All of this sounds similar to things like YouSendIt (Hightail), but it’s the accelerated file transfer that really sets it apart from cheap or free consumer services. Pricing is an annual subscription based on the number of active users.
SkyDrop is Signiant’s service for transferring large files in and out of different cloud storage solutions (AWS, Google Cloud Platform, Windows Azure). For media companies I could see this being used for transferring files for rendering or encoding in the cloud or for backup / archival purposes. To send files to the cloud service of their choice, users must install a Windows or Mac client to setup folders that watch for files that need to be uploaded. There is also an SDK to integrate it with various tools and systems. Pricing is based on the projected amount of data that will be transferred over the course of a year.
Manager and client is a tool for automating the movement of files between geographically dispersed locations. The tool provides IT administrators a high degree of control over things like configuration, job scheduling, reporting and security auditing. Drag and drop workflow templates can be used to automate simple tasks like sending media from point A to point B, or it could involve a multi-step process like moving files into a transcoding queue, waiting for them to be processed and then delivering files to their final destination.
Aspera is probably the best know accelerated file transfer solution in North America. IBM acquired the company in late 2013 to bolster it’s cloud solutions and help enterprise clients get data into the cloud.
The company has a broad suite of products that are built on top of its patented FASP protocol. The most relevant ones for video creators include :
Web Applications include Aspera Faspex, Aspera Shares, and a tool to add accelerated file transfer to Microsoft SharePoint. Faspex provides a simple way to email large files to anyone. People can create a package of files and send them via a browser based tool that’s like a webmail program, an outlook plugin, or mobile applications. You simply enter the names of your recipients, attach files, and send them in a familiar manner. Aspera shares is more like a web based portal where authorized users can sign in and upload or download files from multiple different locations.

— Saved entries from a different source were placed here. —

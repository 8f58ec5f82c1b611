//! MX resolution for the reachability probe.
//!
//! Lookups go through the [`LookupMx`] seam so tests can substitute a stub
//! resolver instead of the system one.

use trust_dns_resolver::error::{ResolveError, ResolveErrorKind};
use trust_dns_resolver::Resolver;

use super::error::ProbeError;

/// One mail exchanger advertised for a domain.
#[derive(Debug, Clone, PartialEq, Eq, PartialOrd, Ord)]
pub struct MxRecord {
    pub preference: u16,
    pub exchange: String,
}

impl MxRecord {
    pub fn new(preference: u16, exchange: impl Into<String>) -> Self {
        Self {
            preference,
            exchange: exchange.into(),
        }
    }
}

/// Result of resolving a domain's mail exchangers.
#[derive(Debug, Clone, PartialEq, Eq)]
pub enum MxResolution {
    /// Sorted (ascending preference), deduplicated records.
    Records(Vec<MxRecord>),
    /// The name exists but advertises no mail exchangers, or does not exist.
    NoRecords,
    /// The lookup itself failed.
    Failed(String),
}

pub fn build_resolver() -> Result<Resolver, ProbeError> {
    Resolver::from_system_conf().map_err(ProbeError::resolver_init)
}

/// Resolve the MX set for `ascii_domain`, normalising the outcome into
/// [`MxResolution`]. A no-records answer (including NXDOMAIN) is not an error:
/// it is a definitive "this domain has no mail servers" signal.
pub fn resolve_mx<R: LookupMx>(resolver: &R, ascii_domain: &str) -> MxResolution {
    match resolver.lookup_mx(ascii_domain) {
        Ok(mut records) => {
            records.sort();
            records.dedup();
            if records.is_empty() {
                MxResolution::NoRecords
            } else {
                MxResolution::Records(records)
            }
        }
        Err(err) => match err.kind() {
            ResolveErrorKind::NoRecordsFound { .. } => MxResolution::NoRecords,
            _ => MxResolution::Failed(err.to_string()),
        },
    }
}

pub(crate) fn normalize_domain(domain: &str) -> Result<String, ProbeError> {
    idna::domain_to_ascii(domain.trim()).map_err(ProbeError::idna)
}

pub(crate) fn normalize_exchange(exchange: String) -> String {
    exchange.trim_end_matches('.').to_ascii_lowercase()
}

/// Seam over the raw MX query.
pub trait LookupMx {
    fn lookup_mx(&self, domain: &str) -> Result<Vec<MxRecord>, ResolveError>;
}

impl LookupMx for Resolver {
    fn lookup_mx(&self, domain: &str) -> Result<Vec<MxRecord>, ResolveError> {
        let lookup = Resolver::mx_lookup(self, domain)?;
        let mut records = Vec::new();
        for mx in lookup.iter() {
            let exchange = normalize_exchange(mx.exchange().to_utf8());
            records.push(MxRecord::new(mx.preference(), exchange));
        }
        Ok(records)
    }
}

#[cfg(test)]
pub(crate) struct StubResolver {
    pub on_lookup: Box<dyn Fn(&str) -> Result<Vec<MxRecord>, ResolveError>>,
}

#[cfg(test)]
impl StubResolver {
    pub(crate) fn new<F>(f: F) -> Self
    where
        F: Fn(&str) -> Result<Vec<MxRecord>, ResolveError> + 'static,
    {
        Self {
            on_lookup: Box::new(f),
        }
    }
}

#[cfg(test)]
impl LookupMx for StubResolver {
    fn lookup_mx(&self, domain: &str) -> Result<Vec<MxRecord>, ResolveError> {
        (self.on_lookup)(domain)
    }
}

#[cfg(test)]
mod tests {
    use super::*;

    #[test]
    fn resolve_mx_sorts_and_dedups_records() {
        let stub = StubResolver::new(|domain| {
            assert_eq!(domain, "example.com");
            Ok(vec![
                MxRecord::new(20, "mx2.example.com"),
                MxRecord::new(10, "mx1.example.com"),
                MxRecord::new(10, "mx1.example.com"),
                MxRecord::new(30, "mx3.example.com"),
            ])
        });

        let records = match resolve_mx(&stub, "example.com") {
            MxResolution::Records(records) => records,
            other => panic!("expected records, got {other:?}"),
        };
        assert_eq!(records.len(), 3);
        assert_eq!(records[0].exchange, "mx1.example.com");
        assert_eq!(records[2].preference, 30);
    }

    #[test]
    fn resolve_mx_handles_empty_answer() {
        let stub = StubResolver::new(|_| Ok(Vec::new()));
        assert_eq!(resolve_mx(&stub, "example.com"), MxResolution::NoRecords);
    }

    #[test]
    fn normalize_exchange_trims_dot_and_lowercases() {
        let out = normalize_exchange("Mail.EXAMPLE.com.".to_string());
        assert_eq!(out, "mail.example.com");
    }

    #[test]
    fn normalize_domain_converts_idna() {
        let ascii = normalize_domain("exämple.com").expect("conversion");
        assert_eq!(ascii, "xn--exmple-cua.com");
    }
}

Transfer Servers are the hub of Aspera deployments and are offered in several variants. Enterprise server enables people to upload files with the FASP protocol using desktop applications, mobile applications or custom applications that are integrated with Aspera. The Connect server adds support for web-based transfer so that anybody with Aspera’s plug-in can upload and download files. Servers are available in cloud-based or on premise deployments.
Transfer Clients connect to Aspera applications and servers. These include desktop clients, mobile clients, a browser plug-in, Aspera Drive (like an accelerated version of Dropbox), an outlook plug-in, an Avid plug-in, and custom clients built on top of Aspera’s SDK.
Management and Automation tools are available for enterprise customers that need to move large amounts of data through multi-step workflows like file encryption, video encoding, and virus scanning.